Uma das recomendações do FMI, este ano, sobretudo no Fiscal Monitor, coordenado pelo português Vítor Gaspar (o ex-ministro das Finanças dos tempos da troika), é que os governos não contrariem o aperto monetário. Não tomem medidas de gasto público que sabotem a subida dos juros pelos bancos centrais (que encarecem o crédito).
“Quando a política monetária trava, a política orçamental não deve meter o pé no acelerador”, resumiu a diretora-geral do FMI no painel. Mas ela admite que o equilíbrio não é fácil. Mas, em mais uma dose de otimismo, assegurou que “podemos lidar” com essa dificuldade.

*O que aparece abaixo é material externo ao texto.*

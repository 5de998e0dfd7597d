//! TTL response cache.
//!
//! Entries expire lazily on read. After every insert a sweep drops expired
//! entries and, while the map is still over capacity, evicts whatever expires
//! soonest. One mutex guards the whole map, so a read-check-write or a sweep
//! never interleaves with another request.

use std::collections::HashMap;
use std::sync::Mutex;
use std::time::{Duration, Instant};

use serde::Serialize;
use sha2::{Digest, Sha256};
use tracing::debug;
use vedaguru_core::ProviderFamily;

/// `(provider, category, topic, sha256(message))`.
///
/// Replies differ per provider (Perplexity appends its sources), so the
/// family is part of the key.
#[derive(Debug, Clone, PartialEq, Eq, Hash)]
pub struct CacheKey {
    pub provider: ProviderFamily,
    pub category: String,
    pub topic: String,
    pub message_hash: String,
}

impl CacheKey {
    pub fn new(provider: ProviderFamily, category: &str, topic: &str, message: &str) -> Self {
        Self {
            provider,
            category: category.to_string(),
            topic: topic.to_string(),
            message_hash: hex::encode(Sha256::digest(message.as_bytes())),
        }
    }
}

/// Longest lifetime an entry can get, roughly one century.
pub const MAX_TTL: Duration = Duration::from_secs(100 * 365 * 24 * 60 * 60);

struct CachedResponse {
    value: String,
    expires_at: Instant,
}

/// Snapshot of cache occupancy.
#[derive(Debug, Clone, Copy, PartialEq, Serialize)]
pub struct CacheStats {
    pub size: usize,
    pub max_entries: usize,
    pub utilization_percent: f64,
}

pub struct ResponseCache {
    entries: Mutex<HashMap<CacheKey, CachedResponse>>,
    max_entries: usize,
    default_ttl: Duration,
}

impl ResponseCache {
    pub fn new(max_entries: usize, default_ttl: Duration) -> Self {
        Self {
            entries: Mutex::new(HashMap::new()),
            max_entries,
            default_ttl,
        }
    }

    pub fn default_ttl(&self) -> Duration {
        self.default_ttl
    }

    pub fn get(&self, key: &CacheKey) -> Option<String> {
        self.get_at(key, Instant::now())
    }

    /// Look up `key` as of `now`. An expired entry is removed and reported as a miss.
    pub fn get_at(&self, key: &CacheKey, now: Instant) -> Option<String> {
        let mut entries = self.entries.lock().unwrap();
        match entries.get(key) {
            Some(entry) if entry.expires_at > now => Some(entry.value.clone()),
            Some(_) => {
                entries.remove(key);
                debug!(category = %key.category, topic = %key.topic, "Cache entry expired");
                None
            }
            None => None,
        }
    }

    /// Insert with the default TTL.
    pub fn put(&self, key: CacheKey, value: impl Into<String>) {
        self.put_with_ttl(key, value, self.default_ttl);
    }

    pub fn put_with_ttl(&self, key: CacheKey, value: impl Into<String>, ttl: Duration) {
        self.put_at(key, value, ttl, Instant::now());
    }

    /// A TTL too large to represent is clamped to [`MAX_TTL`].
    pub fn put_at(&self, key: CacheKey, value: impl Into<String>, ttl: Duration, now: Instant) {
        let expires_at = now
            .checked_add(ttl.min(MAX_TTL))
            .or_else(|| now.checked_add(MAX_TTL))
            .unwrap_or(now);
        let mut entries = self.entries.lock().unwrap();
        entries.insert(
            key,
            CachedResponse {
                value: value.into(),
                expires_at,
            },
        );
        Self::sweep_locked(&mut entries, self.max_entries, now);
    }

    /// Drop expired entries, then trim to capacity. Returns how many were removed.
    pub fn sweep(&self) -> usize {
        self.sweep_at(Instant::now())
    }

    pub fn sweep_at(&self, now: Instant) -> usize {
        let mut entries = self.entries.lock().unwrap();
        Self::sweep_locked(&mut entries, self.max_entries, now)
    }

    fn sweep_locked(entries: &mut HashMap<CacheKey, CachedResponse>, max_entries: usize, now: Instant) -> usize {
        let before = entries.len();
        entries.retain(|_, entry| entry.expires_at > now);
        let expired = before - entries.len();

        let mut evicted = 0;
        if entries.len() > max_entries {
            let mut by_expiry: Vec<(Instant, CacheKey)> = entries
                .iter()
                .map(|(key, entry)| (entry.expires_at, key.clone()))
                .collect();
            by_expiry.sort_by_key(|(expires_at, _)| *expires_at);

            let overflow = entries.len() - max_entries;
            for (_, key) in by_expiry.into_iter().take(overflow) {
                entries.remove(&key);
                evicted += 1;
            }
        }

        if expired + evicted > 0 {
            debug!(expired, evicted, remaining = entries.len(), "Cache swept");
        }
        expired + evicted
    }

    pub fn len(&self) -> usize {
        self.entries.lock().unwrap().len()
    }

    pub fn is_empty(&self) -> bool {
        self.len() == 0
    }

    pub fn clear(&self) {
        self.entries.lock().unwrap().clear();
    }

    pub fn stats(&self) -> CacheStats {
        let size = self.len();
        let utilization_percent = if self.max_entries == 0 {
            0.0
        } else {
            (size as f64 / self.max_entries as f64 * 10000.0).round() / 100.0
        };
        CacheStats {
            size,
            max_entries: self.max_entries,
            utilization_percent,
        }
    }
}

“Quando a política monetária trava, a política orçamental não deve meter o pé no acelerador”, resumiu a diretora-geral do FMI
Este ano, os bancos centrais já tomaram 288 decisões de subida das taxas. Mais de duas vezes e meia do que no ano anterior. Apenas quatro bancos centrais têm estado a cortar taxas: China, Turquia e sobretudo Rússia e Usbequistão. No caso de um banco central dos mais importantes, o Banco do Japão, a equipa que o dirige não mexe na taxa negativa que tem desde 2016, mesmo com uma crise cambial às costas. Nas economias desenvolvidas destacou-se o Banco central da Suécia que, em setembro, subiu em 100 pontos-base (1 ponto percentual) a taxa diretora, o que, até à data, nem a Reserva Federal norte-americana, nem o Banco de Inglaterra, nem o Banco Central Europeu fizeram.
Até final de outubro, há a destacar as reuniões dos bancos centrais da Turquia (que cortou a taxa em 1 ponto percentual em setembro), do Brasil (que fez uma pausa nas subidas em setembro), da Zona Euro (esperando-se uma nova subida de 75 pontos-base), do Japão e da Rússia (que cortou mais meio ponto percentual em setembro).